[Stored data entries]
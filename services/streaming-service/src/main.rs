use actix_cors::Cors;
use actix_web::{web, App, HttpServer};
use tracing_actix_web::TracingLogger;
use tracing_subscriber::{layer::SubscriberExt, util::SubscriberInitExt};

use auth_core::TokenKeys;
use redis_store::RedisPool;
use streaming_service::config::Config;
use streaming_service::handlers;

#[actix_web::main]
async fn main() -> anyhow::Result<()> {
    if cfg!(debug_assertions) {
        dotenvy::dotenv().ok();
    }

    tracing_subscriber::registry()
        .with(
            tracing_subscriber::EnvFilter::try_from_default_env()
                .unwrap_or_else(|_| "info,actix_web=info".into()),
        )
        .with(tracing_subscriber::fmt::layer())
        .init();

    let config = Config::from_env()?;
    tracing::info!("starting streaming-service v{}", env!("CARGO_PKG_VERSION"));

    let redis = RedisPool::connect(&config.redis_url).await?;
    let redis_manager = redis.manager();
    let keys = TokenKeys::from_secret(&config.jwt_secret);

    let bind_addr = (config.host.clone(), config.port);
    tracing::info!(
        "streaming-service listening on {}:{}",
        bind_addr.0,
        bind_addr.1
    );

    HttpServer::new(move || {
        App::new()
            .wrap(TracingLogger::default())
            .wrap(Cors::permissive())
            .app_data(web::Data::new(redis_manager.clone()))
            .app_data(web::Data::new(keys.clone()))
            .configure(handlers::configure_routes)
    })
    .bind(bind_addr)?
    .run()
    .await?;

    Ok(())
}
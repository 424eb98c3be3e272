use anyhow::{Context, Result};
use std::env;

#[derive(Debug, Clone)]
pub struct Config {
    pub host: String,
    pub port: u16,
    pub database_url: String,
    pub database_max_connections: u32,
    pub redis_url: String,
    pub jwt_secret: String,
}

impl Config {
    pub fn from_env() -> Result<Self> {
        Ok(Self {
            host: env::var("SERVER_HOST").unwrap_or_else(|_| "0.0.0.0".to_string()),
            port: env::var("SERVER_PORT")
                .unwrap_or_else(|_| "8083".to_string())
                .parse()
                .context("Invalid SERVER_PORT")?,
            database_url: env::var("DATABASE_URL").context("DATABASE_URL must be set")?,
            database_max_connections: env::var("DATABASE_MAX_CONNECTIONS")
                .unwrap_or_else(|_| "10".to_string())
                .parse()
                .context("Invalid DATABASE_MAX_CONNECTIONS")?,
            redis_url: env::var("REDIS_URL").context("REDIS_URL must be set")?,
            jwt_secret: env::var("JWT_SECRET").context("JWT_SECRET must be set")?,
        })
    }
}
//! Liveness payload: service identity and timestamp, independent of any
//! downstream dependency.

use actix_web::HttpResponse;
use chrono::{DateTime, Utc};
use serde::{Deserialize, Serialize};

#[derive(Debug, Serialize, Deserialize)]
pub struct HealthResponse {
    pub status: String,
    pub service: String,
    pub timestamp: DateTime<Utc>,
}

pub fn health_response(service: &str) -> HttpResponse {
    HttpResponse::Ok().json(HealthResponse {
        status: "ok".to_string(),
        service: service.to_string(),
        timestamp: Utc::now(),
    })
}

### Exercise goal
Search the lines above for the string "await" and copy each line that has it.

### Answer for this exercise
    let redis = RedisPool::connect(&config.redis_url).await?;
    .await?;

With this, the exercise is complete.